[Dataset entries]
//! Explicit configuration values.
//!
//! Nothing in this crate reads process-wide settings; callers build a
//! [`LexnetConfig`] (or one of its parts) and hand it to the component that
//! needs it.

use std::collections::HashMap;

/// Relations that make up the hypernymy hierarchy by default.
pub const DEFAULT_HYPERNYM_RELATIONS: [&str; 2] = ["hypernym", "instance_hypernym"];

/// Options for the similarity metrics.
///
/// # Examples
///
/// ```rust
/// use lexnet::SimilarityConfig;
///
/// let cfg = SimilarityConfig::default();
/// assert_eq!(cfg.hypernym_relations, vec!["hypernym", "instance_hypernym"]);
/// ```
#[derive(Clone, Debug, PartialEq, Eq)]
pub struct SimilarityConfig {
    /// Relation types followed by the hypernymy-only distance and by the
    /// lowest common subsumer when not every relation is allowed.
    pub hypernym_relations: Vec<String>,
}

impl Default for SimilarityConfig {
    fn default() -> Self {
        Self {
            hypernym_relations: DEFAULT_HYPERNYM_RELATIONS
                .iter()
                .map(|s| s.to_string())
                .collect(),
        }
    }
}

impl SimilarityConfig {
    pub fn with_hypernym_relations<I, S>(relations: I) -> Self
    where
        I: IntoIterator<Item = S>,
        S: Into<String>,
    {
        Self {
            hypernym_relations: relations.into_iter().map(Into::into).collect(),
        }
    }
}

/// Options for the SQLite snapshot store.
///
/// # Default Configuration
///
/// ```rust
/// use lexnet::StoreConfig;
/// let config = StoreConfig::default();
/// assert_eq!(config.without_migrations, false);
/// assert!(config.cache_size.is_none());
/// assert!(config.pragma_settings.is_empty());
/// ```
#[derive(Clone, Debug, Default)]
pub struct StoreConfig {
    /// Skip schema migrations when opening an existing store.
    ///
    /// **Default:** `false`
    pub without_migrations: bool,

    /// Prepared statement cache capacity.
    ///
    /// **Default:** `None` (rusqlite's default)
    pub cache_size: Option<usize>,

    /// Extra `PRAGMA name = value` settings applied right after opening.
    ///
    /// ```rust
    /// use lexnet::StoreConfig;
    ///
    /// let mut cfg = StoreConfig::default();
    /// cfg.pragma_settings.insert("journal_mode".to_string(), "WAL".to_string());
    /// ```
    pub pragma_settings: HashMap<String, String>,
}

/// Bundle of every configurable part of the crate.
#[derive(Clone, Debug, Default)]
pub struct LexnetConfig {
    pub similarity: SimilarityConfig,
    pub store: StoreConfig,
}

▶ [Your task] Your answer should be the full set of records above, restated exactly.

▶ [Solution below]
//! Explicit configuration values.
//!
//! Nothing in this crate reads process-wide settings; callers build a
//! [`LexnetConfig`] (or one of its parts) and hand it to the component that
//! needs it.

use std::collections::HashMap;

/// Relations that make up the hypernymy hierarchy by default.
pub const DEFAULT_HYPERNYM_RELATIONS: [&str; 2] = ["hypernym", "instance_hypernym"];

/// Options for the similarity metrics.
///
/// # Examples
///
/// ```rust
/// use lexnet::SimilarityConfig;
///
/// let cfg = SimilarityConfig::default();
/// assert_eq!(cfg.hypernym_relations, vec!["hypernym", "instance_hypernym"]);
/// ```
#[derive(Clone, Debug, PartialEq, Eq)]
pub struct SimilarityConfig {
    /// Relation types followed by the hypernymy-only distance and by the
    /// lowest common subsumer when not every relation is allowed.
    pub hypernym_relations: Vec<String>,
}

impl Default for SimilarityConfig {
    fn default() -> Self {
        Self {
            hypernym_relations: DEFAULT_HYPERNYM_RELATIONS
                .iter()
                .map(|s| s.to_string())
                .collect(),
        }
    }
}

impl SimilarityConfig {
    pub fn with_hypernym_relations<I, S>(relations: I) -> Self
    where
        I: IntoIterator<Item = S>,
        S: Into<String>,
    {
        Self {
            hypernym_relations: relations.into_iter().map(Into::into).collect(),
        }
    }
}

/// Options for the SQLite snapshot store.
///
/// # Default Configuration
///
/// ```rust
/// use lexnet::StoreConfig;
/// let config = StoreConfig::default();
/// assert_eq!(config.without_migrations, false);
/// assert!(config.cache_size.is_none());
/// assert!(config.pragma_settings.is_empty());
/// ```
#[derive(Clone, Debug, Default)]
pub struct StoreConfig {
    /// Skip schema migrations when opening an existing store.
    ///
    /// **Default:** `false`
    pub without_migrations: bool,

    /// Prepared statement cache capacity.
    ///
    /// **Default:** `None` (rusqlite's default)
    pub cache_size: Option<usize>,

    /// Extra `PRAGMA name = value` settings applied right after opening.
    ///
    /// ```rust
    /// use lexnet::StoreConfig;
    ///
    /// let mut cfg = StoreConfig::default();
    /// cfg.pragma_settings.insert("journal_mode".to_string(), "WAL".to_string());
    /// ```
    pub pragma_settings: HashMap<String, String>,
}

/// Bundle of every configurable part of the crate.
#[derive(Clone, Debug, Default)]
pub struct LexnetConfig {
    pub similarity: SimilarityConfig,
    pub store: StoreConfig,
}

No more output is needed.